■ **WHAT TO DO**
From the entries below, copy out all lines holding "Stmt".

[Saved data entries]

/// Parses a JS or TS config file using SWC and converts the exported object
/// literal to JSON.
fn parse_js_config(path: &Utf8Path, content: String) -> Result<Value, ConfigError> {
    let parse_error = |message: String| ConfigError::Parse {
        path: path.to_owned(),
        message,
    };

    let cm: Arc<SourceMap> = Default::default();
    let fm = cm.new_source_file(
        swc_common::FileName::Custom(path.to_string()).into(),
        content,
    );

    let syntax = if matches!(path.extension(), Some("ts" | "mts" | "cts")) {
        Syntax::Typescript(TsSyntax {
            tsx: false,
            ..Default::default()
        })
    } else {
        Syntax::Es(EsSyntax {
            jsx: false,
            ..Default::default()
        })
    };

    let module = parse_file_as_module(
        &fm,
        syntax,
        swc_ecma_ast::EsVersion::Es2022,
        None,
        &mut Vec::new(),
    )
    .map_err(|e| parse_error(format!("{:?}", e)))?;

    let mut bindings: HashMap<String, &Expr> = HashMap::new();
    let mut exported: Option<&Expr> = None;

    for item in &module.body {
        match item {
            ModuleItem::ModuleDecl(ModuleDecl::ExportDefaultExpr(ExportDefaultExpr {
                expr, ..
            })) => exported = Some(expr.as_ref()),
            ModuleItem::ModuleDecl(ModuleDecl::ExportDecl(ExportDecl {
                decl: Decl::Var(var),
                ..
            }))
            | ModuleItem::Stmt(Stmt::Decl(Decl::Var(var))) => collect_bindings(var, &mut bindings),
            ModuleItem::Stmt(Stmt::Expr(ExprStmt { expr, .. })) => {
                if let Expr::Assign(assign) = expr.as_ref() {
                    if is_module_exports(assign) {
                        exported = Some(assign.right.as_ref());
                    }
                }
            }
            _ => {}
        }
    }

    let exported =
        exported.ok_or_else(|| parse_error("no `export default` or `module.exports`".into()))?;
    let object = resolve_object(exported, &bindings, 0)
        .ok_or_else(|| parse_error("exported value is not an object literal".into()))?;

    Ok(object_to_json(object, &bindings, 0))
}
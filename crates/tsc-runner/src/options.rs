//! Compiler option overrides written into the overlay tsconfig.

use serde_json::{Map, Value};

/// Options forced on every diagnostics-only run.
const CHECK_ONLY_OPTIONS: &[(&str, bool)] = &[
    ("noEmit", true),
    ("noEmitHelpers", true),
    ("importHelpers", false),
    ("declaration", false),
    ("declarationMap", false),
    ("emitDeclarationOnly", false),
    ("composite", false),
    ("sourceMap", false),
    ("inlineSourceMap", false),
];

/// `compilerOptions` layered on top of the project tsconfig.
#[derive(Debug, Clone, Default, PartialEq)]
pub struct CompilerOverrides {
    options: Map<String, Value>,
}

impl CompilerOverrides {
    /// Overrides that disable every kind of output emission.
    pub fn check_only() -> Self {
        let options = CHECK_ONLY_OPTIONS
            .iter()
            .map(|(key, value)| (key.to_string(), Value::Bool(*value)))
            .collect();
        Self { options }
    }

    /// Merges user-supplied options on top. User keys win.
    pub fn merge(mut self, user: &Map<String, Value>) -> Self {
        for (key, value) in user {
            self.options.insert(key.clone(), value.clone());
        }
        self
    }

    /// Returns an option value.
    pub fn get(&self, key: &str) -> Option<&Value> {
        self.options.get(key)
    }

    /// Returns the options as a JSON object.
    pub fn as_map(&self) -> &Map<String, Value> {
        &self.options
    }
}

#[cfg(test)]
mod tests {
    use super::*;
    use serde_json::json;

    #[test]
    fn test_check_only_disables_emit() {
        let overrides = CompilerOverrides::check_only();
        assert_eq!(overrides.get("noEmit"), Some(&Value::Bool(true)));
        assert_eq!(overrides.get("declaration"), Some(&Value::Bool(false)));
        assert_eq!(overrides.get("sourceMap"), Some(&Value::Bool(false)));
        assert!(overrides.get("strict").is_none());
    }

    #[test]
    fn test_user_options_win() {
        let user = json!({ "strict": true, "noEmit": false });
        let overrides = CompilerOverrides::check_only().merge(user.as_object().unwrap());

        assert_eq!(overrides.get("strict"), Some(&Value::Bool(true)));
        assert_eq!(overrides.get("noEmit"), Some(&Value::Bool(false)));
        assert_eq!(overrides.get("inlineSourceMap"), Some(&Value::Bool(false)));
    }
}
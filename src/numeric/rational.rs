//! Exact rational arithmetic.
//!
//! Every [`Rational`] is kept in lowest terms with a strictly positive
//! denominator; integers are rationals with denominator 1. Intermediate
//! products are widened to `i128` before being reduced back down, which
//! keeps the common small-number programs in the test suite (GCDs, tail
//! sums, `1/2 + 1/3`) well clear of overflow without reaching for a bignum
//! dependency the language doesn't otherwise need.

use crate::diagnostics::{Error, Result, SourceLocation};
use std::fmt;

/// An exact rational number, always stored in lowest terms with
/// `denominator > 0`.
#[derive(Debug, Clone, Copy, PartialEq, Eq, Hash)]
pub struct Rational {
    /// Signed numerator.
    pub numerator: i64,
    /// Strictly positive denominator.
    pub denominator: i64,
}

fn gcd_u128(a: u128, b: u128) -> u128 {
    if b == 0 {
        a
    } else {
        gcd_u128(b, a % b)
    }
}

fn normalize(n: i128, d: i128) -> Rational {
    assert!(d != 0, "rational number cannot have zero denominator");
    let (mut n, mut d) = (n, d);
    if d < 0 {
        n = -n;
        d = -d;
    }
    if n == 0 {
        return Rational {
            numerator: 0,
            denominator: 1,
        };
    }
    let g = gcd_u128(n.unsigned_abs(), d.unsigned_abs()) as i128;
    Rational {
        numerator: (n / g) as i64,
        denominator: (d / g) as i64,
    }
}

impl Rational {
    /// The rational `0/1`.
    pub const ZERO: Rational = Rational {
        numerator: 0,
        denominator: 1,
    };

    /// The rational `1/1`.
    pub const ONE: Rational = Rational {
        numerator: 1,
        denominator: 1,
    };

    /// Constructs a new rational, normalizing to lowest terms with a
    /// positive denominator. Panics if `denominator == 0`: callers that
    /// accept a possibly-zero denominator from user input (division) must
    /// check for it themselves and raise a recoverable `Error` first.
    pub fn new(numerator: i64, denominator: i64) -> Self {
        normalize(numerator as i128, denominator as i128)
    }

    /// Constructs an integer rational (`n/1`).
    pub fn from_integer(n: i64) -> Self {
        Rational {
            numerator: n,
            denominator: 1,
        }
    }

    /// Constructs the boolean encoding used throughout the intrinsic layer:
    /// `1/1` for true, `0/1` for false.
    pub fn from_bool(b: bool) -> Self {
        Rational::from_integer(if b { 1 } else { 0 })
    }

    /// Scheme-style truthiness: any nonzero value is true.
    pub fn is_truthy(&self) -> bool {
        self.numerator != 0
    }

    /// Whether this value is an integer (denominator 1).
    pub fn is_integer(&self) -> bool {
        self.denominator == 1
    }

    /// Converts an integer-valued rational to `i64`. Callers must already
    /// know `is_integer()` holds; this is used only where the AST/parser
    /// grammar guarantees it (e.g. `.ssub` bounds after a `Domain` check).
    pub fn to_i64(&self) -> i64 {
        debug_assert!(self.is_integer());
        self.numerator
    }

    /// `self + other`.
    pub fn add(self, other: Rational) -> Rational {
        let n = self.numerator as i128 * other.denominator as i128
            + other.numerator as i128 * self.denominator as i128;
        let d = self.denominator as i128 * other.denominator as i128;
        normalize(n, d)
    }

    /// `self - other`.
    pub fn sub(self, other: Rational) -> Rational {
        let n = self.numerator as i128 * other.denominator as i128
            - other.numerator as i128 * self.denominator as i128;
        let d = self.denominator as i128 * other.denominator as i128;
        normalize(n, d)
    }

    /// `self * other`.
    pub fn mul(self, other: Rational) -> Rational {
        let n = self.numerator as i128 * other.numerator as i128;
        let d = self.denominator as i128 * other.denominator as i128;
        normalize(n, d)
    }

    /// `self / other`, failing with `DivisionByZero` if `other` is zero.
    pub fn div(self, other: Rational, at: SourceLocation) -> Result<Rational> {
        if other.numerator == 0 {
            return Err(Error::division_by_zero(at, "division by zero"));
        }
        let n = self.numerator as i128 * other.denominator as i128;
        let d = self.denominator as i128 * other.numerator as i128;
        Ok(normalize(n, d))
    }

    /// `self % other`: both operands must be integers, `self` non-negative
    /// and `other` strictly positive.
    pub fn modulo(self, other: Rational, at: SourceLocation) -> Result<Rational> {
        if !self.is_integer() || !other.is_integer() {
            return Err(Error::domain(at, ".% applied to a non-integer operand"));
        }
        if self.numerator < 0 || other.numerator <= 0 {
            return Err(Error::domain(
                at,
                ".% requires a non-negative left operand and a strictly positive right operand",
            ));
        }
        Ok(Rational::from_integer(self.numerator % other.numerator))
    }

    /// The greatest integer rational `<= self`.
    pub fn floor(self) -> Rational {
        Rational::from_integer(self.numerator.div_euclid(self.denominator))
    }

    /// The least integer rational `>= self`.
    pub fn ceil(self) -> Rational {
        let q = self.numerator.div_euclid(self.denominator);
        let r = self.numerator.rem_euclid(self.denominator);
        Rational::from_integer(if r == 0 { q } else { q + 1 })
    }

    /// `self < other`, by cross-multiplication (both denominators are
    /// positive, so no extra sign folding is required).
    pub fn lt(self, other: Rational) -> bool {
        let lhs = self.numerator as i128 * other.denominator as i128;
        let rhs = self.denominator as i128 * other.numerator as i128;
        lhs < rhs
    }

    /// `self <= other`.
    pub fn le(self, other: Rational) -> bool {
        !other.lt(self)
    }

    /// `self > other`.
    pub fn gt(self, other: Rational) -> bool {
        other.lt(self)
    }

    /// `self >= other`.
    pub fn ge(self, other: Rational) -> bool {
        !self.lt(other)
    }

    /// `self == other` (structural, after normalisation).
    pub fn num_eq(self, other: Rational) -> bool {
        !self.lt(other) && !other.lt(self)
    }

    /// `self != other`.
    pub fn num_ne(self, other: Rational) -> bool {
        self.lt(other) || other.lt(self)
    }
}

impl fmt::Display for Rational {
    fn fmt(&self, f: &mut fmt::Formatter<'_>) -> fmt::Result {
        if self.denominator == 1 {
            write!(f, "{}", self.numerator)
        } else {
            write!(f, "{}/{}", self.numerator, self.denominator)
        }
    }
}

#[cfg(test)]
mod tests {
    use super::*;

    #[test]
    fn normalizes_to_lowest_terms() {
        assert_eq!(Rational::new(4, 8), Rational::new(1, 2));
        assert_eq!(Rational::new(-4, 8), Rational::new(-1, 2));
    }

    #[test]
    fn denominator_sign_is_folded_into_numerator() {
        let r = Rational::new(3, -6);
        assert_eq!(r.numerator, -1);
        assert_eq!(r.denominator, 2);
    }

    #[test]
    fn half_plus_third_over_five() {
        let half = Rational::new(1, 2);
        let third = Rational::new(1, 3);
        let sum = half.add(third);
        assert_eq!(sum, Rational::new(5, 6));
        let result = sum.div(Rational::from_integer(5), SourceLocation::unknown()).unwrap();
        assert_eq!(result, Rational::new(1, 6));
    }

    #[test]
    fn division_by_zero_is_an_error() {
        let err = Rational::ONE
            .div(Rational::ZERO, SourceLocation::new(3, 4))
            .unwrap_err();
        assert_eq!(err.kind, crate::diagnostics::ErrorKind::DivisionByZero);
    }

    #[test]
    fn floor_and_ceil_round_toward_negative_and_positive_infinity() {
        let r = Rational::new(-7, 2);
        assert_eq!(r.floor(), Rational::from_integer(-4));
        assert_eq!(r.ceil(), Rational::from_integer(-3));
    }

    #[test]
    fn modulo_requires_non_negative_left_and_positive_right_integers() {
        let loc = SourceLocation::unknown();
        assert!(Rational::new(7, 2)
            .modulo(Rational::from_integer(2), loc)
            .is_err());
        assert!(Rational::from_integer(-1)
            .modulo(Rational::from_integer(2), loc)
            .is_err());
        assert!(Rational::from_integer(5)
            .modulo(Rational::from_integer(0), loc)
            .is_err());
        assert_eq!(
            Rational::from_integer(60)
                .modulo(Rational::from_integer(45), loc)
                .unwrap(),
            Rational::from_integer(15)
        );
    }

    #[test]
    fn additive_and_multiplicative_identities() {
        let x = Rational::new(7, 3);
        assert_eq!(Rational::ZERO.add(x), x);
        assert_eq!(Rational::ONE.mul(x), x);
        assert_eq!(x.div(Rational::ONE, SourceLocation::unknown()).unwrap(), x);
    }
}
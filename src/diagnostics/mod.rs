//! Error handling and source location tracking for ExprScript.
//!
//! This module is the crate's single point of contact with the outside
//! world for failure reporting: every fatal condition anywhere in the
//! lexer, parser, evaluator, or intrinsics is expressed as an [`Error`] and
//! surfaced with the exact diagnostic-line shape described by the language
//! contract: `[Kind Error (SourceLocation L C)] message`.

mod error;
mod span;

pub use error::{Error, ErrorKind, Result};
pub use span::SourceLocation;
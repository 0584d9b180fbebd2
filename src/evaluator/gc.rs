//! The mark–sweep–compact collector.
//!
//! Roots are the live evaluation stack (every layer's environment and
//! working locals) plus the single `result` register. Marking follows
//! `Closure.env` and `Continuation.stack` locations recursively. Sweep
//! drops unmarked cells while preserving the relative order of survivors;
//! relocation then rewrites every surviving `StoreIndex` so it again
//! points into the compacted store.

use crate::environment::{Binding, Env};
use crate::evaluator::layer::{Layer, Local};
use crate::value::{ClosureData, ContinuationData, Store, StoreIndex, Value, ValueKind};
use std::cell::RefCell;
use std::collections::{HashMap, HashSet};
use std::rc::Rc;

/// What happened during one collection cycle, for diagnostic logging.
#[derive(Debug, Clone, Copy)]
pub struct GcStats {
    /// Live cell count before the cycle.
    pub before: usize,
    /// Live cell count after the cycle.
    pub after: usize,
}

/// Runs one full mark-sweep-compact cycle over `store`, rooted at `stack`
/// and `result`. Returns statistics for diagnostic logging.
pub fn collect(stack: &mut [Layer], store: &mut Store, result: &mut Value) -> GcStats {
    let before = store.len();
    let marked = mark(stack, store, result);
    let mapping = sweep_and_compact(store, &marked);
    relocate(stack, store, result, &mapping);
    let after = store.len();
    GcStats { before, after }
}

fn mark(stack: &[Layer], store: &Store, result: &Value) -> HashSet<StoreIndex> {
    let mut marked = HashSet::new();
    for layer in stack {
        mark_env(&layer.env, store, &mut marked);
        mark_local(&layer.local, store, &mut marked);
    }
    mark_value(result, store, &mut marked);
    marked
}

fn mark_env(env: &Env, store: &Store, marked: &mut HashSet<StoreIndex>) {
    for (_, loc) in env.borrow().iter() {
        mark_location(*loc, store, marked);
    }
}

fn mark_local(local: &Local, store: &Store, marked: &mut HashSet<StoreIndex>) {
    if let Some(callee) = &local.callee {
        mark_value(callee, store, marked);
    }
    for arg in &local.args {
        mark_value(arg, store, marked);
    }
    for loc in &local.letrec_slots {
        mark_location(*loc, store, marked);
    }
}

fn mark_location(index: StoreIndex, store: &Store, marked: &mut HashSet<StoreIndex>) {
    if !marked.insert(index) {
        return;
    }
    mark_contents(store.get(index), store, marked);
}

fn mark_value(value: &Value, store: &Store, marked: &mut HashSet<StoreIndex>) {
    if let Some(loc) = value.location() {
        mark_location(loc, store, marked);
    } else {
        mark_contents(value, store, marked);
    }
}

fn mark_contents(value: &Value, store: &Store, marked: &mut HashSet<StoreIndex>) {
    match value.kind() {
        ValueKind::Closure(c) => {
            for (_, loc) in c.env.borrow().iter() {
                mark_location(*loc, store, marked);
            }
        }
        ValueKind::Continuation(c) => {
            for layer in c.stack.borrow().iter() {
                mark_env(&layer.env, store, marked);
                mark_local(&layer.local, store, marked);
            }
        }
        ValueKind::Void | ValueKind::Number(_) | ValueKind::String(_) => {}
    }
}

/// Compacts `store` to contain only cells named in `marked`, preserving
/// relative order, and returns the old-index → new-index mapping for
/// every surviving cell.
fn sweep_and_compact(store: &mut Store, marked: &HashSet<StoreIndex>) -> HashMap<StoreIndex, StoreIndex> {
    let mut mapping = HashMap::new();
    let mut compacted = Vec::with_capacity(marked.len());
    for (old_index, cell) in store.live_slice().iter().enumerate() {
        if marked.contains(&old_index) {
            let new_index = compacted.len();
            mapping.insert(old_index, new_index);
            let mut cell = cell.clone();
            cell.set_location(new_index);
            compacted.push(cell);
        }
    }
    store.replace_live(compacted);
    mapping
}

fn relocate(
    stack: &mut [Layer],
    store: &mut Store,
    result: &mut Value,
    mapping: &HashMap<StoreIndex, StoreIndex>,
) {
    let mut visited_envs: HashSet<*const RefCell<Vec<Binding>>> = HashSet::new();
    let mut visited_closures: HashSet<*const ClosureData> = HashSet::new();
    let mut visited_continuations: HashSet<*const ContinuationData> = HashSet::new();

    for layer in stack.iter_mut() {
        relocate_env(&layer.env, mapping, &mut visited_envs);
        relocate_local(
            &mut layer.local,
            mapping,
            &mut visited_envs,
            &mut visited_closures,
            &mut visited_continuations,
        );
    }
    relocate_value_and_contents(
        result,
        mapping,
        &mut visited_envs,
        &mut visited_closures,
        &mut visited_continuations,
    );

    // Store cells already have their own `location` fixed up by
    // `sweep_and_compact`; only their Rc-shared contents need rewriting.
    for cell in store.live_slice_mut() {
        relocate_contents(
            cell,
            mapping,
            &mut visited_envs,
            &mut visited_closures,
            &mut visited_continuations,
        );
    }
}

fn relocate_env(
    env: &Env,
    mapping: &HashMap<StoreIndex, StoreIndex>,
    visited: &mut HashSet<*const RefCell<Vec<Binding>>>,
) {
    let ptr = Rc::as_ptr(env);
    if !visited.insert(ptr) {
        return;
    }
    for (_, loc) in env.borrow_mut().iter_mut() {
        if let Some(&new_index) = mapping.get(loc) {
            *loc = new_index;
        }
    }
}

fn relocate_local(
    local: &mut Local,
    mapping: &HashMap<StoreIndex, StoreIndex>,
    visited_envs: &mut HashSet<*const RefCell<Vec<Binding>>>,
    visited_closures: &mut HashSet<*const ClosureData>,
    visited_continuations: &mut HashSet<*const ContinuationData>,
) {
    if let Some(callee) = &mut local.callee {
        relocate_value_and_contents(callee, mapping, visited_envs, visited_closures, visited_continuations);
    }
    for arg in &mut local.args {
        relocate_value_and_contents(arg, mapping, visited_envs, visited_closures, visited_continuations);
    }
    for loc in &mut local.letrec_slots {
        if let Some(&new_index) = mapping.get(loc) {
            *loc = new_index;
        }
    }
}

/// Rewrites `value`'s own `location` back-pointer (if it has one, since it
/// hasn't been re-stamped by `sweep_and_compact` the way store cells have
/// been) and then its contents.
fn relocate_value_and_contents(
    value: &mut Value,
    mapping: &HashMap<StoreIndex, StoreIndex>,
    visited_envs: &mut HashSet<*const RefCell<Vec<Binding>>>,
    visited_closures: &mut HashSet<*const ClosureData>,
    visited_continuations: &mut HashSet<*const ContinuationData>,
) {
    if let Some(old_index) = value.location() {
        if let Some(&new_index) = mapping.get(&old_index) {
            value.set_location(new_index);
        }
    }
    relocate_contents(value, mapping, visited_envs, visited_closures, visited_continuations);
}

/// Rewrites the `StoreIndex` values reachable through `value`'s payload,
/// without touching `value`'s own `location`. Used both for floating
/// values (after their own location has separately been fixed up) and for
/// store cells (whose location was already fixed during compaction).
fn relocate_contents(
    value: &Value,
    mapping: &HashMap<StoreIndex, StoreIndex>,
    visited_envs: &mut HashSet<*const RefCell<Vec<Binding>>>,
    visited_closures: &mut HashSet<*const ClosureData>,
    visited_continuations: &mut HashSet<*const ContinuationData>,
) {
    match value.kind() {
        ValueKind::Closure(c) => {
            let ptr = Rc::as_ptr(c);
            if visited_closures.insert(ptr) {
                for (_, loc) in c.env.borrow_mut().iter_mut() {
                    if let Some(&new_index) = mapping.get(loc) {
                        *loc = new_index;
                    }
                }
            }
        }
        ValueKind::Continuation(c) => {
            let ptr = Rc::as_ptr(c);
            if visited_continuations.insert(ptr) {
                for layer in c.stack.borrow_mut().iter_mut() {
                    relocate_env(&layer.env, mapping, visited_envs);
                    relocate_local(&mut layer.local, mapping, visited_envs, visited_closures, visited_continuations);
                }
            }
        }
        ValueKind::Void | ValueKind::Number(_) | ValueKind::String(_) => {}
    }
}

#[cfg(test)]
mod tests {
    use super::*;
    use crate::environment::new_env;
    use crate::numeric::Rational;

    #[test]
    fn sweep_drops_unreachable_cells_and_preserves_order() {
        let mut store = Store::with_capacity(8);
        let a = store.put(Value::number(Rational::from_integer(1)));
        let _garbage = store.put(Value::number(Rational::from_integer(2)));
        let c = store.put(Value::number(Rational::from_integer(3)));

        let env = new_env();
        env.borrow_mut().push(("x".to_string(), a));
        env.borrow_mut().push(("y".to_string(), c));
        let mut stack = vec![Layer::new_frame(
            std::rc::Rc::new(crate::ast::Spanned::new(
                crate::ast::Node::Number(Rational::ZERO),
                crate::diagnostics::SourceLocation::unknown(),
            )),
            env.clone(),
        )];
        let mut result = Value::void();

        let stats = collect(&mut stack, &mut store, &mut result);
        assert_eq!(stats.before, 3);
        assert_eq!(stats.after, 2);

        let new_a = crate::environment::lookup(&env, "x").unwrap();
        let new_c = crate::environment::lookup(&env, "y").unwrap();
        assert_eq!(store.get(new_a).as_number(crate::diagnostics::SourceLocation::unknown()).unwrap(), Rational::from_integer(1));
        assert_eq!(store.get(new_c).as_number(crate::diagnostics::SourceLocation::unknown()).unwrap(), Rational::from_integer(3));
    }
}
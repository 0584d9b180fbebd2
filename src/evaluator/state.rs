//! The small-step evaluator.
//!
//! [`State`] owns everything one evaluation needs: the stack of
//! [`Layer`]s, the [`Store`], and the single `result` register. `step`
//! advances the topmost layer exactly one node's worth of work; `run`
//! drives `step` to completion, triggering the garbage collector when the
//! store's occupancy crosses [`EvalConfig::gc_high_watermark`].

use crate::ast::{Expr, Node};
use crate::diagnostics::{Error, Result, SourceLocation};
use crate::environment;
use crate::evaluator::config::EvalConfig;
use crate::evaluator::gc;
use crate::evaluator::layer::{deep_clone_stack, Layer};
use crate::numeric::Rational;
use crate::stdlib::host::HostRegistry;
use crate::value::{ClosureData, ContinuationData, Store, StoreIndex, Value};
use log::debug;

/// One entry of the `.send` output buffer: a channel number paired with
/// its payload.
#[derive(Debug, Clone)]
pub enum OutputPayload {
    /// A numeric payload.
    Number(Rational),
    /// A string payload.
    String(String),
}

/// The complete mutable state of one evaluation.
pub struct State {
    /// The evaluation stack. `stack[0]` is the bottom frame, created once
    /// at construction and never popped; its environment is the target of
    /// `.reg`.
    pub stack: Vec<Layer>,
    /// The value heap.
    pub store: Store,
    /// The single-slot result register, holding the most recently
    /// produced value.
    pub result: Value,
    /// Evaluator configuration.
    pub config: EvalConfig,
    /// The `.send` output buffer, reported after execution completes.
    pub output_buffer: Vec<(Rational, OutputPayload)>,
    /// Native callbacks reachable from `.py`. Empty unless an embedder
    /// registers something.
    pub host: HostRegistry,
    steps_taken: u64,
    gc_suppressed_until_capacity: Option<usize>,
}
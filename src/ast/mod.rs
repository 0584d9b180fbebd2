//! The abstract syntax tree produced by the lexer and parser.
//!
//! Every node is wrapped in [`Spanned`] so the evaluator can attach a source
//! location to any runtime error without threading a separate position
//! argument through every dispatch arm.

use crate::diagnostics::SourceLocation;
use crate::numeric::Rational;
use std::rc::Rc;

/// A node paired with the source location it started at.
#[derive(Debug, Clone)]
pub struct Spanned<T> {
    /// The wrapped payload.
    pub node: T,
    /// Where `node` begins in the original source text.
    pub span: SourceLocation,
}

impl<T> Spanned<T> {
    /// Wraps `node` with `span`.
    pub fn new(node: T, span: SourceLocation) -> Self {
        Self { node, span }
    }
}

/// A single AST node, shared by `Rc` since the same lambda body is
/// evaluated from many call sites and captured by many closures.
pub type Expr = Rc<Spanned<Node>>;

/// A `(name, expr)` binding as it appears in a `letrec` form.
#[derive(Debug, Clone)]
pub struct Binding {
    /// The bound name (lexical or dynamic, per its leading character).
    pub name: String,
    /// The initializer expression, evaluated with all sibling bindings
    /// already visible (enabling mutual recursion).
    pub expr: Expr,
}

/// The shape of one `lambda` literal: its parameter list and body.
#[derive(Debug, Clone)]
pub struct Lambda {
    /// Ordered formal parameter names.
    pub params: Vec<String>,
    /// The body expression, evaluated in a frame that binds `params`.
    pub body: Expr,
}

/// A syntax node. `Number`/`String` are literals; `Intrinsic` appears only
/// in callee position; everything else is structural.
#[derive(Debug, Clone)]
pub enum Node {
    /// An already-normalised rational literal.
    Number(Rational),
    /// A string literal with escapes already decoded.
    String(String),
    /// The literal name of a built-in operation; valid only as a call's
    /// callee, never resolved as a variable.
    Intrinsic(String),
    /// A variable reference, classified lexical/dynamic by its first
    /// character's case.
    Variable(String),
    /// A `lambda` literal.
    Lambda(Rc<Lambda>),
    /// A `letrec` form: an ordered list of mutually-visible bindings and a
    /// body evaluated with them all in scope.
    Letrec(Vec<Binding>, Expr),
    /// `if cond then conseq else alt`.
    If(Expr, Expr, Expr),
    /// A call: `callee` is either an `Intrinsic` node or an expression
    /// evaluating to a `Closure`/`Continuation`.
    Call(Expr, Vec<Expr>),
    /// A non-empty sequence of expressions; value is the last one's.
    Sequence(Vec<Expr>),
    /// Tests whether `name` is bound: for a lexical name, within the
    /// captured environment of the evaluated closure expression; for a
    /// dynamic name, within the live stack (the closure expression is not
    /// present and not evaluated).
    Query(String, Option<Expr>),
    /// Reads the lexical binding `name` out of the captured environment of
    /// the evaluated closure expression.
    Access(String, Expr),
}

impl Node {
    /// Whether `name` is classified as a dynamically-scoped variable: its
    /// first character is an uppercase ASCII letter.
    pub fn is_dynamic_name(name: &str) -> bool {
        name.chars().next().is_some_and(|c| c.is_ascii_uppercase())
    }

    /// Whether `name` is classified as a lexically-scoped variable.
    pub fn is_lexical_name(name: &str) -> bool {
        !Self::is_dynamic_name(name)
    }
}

■ **EXERCISE OUTPUT**
            | ModuleItem::Stmt(Stmt::Decl(Decl::Var(var))) => collect_bindings(var, &mut bindings),
            ModuleItem::Stmt(Stmt::Expr(ExprStmt { expr, .. })) => {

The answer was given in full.